BEGIN Exercise material
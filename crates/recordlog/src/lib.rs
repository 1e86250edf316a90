//! Reader for `.wandb` record logs
//!
//! A record log is an append-only block log of protobuf `Record` messages.
//! This crate decodes it without generated code and without ever failing on
//! damage past the file header:
//!
//! - [`format`]: file header and fragment layout
//! - [`chunk`]: fragment reassembly into logical chunks
//! - [`proto`]: protobuf wire decoding
//! - [`record`]: the record kinds the registry uses
//! - [`reader`]: [`RecordLogReader`], folding records into [`LogContents`]
//!
//! With the `test-utils` feature, `writer` builds byte-exact fixture logs.

#![warn(missing_docs)]
#![warn(clippy::all)]

pub mod chunk;
pub mod error;
pub mod format;
pub mod proto;
pub mod reader;
pub mod record;

#[cfg(any(test, feature = "test-utils"))]
pub mod writer;

pub use chunk::{Chunk, ChunkReader, CorruptReason};
pub use error::{LogError, LogResult};
pub use reader::{LogContents, RecordLogReader, ScanOptions, ScanStats};
pub use record::{decode_record, HistoryRecord, Record, RunRecord, UpdateItem, UpdateRecord};

#[cfg(any(test, feature = "test-utils"))]
pub use writer::{encode, LogWriter};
END Exercise material
Activity:
Up to and including the line with "and fragment layout", output every line of the records above exactly, starting from the first; output nothing else.

Result of the exercise:
filename crates/recordlog/src/lib.rs
repository 1e86250edf316a90
//! Reader for `.wandb` record logs
//!
//! A record log is an append-only block log of protobuf `Record` messages.
//! This crate decodes it without generated code and without ever failing on
//! damage past the file header:
//!
//! - [`format`]: file header and fragment layout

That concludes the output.